(Task data)

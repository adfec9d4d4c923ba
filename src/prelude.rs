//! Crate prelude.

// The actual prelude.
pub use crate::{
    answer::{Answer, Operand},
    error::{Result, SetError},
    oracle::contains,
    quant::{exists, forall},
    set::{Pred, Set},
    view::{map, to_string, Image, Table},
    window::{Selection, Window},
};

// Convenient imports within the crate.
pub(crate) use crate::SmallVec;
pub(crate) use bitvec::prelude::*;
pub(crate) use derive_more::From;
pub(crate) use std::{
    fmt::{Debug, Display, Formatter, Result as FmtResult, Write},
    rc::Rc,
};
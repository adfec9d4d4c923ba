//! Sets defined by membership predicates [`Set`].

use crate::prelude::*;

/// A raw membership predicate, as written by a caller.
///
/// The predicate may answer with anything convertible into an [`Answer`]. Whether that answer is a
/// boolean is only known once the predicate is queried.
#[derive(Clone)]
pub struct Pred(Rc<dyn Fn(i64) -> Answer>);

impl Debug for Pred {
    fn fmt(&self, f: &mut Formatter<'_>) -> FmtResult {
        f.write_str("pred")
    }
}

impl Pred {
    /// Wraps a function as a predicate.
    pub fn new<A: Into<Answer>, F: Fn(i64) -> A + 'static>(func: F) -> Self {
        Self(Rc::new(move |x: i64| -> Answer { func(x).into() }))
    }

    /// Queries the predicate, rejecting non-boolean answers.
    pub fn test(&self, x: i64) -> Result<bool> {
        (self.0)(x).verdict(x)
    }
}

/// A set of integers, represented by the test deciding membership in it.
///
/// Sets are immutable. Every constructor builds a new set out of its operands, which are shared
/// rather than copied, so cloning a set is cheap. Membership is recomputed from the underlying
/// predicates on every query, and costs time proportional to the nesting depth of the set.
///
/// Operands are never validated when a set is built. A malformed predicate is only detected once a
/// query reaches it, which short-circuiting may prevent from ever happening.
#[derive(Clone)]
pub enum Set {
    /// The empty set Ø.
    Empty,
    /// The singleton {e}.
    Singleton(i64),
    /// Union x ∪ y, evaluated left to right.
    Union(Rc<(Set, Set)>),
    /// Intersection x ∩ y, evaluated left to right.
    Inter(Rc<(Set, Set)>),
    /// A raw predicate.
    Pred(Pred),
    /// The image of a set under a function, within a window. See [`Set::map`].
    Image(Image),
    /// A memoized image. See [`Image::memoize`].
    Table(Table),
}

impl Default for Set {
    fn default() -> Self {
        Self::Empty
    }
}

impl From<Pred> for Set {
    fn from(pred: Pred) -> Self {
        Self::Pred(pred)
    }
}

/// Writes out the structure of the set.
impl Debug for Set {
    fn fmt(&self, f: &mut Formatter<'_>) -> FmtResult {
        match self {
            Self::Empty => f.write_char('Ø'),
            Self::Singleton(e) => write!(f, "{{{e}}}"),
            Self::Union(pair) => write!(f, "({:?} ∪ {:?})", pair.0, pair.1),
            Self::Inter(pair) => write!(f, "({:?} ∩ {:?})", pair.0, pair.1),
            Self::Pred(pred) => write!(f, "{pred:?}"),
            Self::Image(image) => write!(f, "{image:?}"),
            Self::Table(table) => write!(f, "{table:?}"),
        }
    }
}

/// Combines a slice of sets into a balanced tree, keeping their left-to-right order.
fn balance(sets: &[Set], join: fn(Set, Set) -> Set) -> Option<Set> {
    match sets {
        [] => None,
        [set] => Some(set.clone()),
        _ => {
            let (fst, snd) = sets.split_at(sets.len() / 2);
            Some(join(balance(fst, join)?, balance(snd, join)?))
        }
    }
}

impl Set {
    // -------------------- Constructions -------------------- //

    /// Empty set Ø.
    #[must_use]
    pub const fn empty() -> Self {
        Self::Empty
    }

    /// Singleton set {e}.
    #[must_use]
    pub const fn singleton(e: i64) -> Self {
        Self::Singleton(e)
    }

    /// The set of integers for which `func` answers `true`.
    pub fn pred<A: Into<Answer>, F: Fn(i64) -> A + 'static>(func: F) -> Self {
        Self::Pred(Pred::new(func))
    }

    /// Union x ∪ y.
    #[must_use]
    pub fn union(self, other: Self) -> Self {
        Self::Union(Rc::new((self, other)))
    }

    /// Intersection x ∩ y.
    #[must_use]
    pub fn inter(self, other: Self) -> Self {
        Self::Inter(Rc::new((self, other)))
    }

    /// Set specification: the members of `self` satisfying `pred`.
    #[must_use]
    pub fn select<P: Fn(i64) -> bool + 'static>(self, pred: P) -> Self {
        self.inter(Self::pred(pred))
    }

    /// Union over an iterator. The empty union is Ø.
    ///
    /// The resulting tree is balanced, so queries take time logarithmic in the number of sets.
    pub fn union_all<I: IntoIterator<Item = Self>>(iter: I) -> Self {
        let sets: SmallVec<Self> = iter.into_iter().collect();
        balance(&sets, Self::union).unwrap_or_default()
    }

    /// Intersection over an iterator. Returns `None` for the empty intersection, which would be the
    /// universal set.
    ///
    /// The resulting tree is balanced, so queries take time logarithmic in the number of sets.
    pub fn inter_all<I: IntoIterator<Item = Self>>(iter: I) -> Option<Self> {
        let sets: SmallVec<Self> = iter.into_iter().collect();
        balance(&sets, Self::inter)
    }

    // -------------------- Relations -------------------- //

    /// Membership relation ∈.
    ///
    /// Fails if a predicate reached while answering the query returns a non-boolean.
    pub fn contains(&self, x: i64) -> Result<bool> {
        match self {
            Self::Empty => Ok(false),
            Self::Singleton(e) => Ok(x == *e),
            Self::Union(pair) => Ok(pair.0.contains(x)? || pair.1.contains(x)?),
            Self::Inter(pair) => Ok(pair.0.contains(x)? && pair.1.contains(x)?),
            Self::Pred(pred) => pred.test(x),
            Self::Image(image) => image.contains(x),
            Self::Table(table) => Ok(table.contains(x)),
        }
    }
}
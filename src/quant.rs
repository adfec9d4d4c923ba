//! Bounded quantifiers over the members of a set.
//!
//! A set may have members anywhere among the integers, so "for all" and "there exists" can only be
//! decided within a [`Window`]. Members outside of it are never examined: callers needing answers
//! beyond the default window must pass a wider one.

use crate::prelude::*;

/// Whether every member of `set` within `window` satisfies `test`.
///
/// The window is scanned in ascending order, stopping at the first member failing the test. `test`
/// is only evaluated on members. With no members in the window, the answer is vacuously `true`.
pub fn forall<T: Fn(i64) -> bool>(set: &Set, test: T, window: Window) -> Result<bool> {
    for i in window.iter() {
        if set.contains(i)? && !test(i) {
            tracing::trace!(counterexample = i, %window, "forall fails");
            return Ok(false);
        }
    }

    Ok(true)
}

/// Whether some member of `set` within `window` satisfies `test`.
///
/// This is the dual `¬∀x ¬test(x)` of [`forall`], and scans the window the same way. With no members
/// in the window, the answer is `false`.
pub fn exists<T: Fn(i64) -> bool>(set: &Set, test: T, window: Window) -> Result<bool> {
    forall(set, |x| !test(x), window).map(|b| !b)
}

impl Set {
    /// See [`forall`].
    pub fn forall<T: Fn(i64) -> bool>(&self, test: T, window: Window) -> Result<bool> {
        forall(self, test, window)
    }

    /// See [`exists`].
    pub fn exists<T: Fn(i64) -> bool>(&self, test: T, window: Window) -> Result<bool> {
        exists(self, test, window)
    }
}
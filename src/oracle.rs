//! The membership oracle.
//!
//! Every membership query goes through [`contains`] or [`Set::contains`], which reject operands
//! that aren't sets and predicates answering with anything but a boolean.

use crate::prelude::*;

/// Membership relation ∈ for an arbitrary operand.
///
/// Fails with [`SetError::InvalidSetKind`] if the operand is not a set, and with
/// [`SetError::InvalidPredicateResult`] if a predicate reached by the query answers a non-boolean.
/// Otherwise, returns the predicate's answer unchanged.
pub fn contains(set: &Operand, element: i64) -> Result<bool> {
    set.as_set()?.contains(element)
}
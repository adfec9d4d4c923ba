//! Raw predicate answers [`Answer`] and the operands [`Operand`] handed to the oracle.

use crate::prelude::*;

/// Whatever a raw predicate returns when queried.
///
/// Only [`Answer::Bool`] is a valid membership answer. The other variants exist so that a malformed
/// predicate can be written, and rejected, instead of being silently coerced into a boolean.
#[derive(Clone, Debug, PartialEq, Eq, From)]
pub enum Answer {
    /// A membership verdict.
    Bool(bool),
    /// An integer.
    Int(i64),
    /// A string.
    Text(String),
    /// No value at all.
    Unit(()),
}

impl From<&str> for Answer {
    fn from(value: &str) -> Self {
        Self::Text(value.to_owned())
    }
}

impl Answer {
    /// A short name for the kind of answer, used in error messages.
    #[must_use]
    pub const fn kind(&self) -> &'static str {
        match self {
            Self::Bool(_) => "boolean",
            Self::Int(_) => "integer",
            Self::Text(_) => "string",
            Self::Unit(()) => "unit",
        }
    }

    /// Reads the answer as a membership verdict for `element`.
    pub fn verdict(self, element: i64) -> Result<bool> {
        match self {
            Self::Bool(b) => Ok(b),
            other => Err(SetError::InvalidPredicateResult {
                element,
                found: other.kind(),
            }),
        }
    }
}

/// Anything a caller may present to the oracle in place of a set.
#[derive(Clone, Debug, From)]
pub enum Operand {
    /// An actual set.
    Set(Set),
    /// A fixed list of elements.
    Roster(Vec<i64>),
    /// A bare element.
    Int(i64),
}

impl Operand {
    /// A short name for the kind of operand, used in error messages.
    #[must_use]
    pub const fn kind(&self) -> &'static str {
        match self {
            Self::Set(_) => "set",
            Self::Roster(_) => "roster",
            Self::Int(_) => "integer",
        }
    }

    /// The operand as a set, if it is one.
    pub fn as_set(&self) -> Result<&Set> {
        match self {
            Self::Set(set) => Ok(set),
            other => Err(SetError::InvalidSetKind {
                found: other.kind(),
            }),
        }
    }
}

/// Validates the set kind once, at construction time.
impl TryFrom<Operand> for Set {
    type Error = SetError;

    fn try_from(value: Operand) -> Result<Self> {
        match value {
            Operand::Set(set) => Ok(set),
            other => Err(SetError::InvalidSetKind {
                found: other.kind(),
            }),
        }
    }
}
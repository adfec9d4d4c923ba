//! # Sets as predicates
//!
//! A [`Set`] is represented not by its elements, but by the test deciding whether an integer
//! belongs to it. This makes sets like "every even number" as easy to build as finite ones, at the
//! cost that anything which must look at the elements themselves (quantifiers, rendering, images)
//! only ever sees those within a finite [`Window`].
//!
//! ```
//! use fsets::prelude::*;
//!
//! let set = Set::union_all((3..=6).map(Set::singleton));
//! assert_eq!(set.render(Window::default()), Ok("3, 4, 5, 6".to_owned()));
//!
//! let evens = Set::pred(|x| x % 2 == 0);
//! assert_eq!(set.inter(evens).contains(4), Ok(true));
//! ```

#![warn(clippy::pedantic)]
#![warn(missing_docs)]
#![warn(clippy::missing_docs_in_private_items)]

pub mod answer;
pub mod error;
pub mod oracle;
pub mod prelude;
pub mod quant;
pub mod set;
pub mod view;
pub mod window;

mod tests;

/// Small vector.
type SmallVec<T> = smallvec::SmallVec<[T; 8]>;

(End Task data)

■ **Assignment**:
Exactly as written, please reproduce the lines from the first line of the data to the line containing "pub fn new<A: Into<Answer>, F: Fn(i64)", inclusive, and nothing else.

■ **Answer area**:
repository adfec9d4d4c923ba
filename src/prelude.rs
//! Crate prelude.

// The actual prelude.
pub use crate::{
    answer::{Answer, Operand},
    error::{Result, SetError},
    oracle::contains,
    quant::{exists, forall},
    set::{Pred, Set},
    view::{map, to_string, Image, Table},
    window::{Selection, Window},
};

// Convenient imports within the crate.
pub(crate) use crate::SmallVec;
pub(crate) use bitvec::prelude::*;
pub(crate) use derive_more::From;
pub(crate) use std::{
    fmt::{Debug, Display, Formatter, Result as FmtResult, Write},
    rc::Rc,
};
repository adfec9d4d4c923ba
//! Sets defined by membership predicates [`Set`].

use crate::prelude::*;

/// A raw membership predicate, as written by a caller.
///
/// The predicate may answer with anything convertible into an [`Answer`]. Whether that answer is a
/// boolean is only known once the predicate is queried.
#[derive(Clone)]
pub struct Pred(Rc<dyn Fn(i64) -> Answer>);

impl Debug for Pred {
    fn fmt(&self, f: &mut Formatter<'_>) -> FmtResult {
        f.write_str("pred")
    }
}

impl Pred {
    /// Wraps a function as a predicate.
    pub fn new<A: Into<Answer>, F: Fn(i64) -> A + 'static>(func: F) -> Self {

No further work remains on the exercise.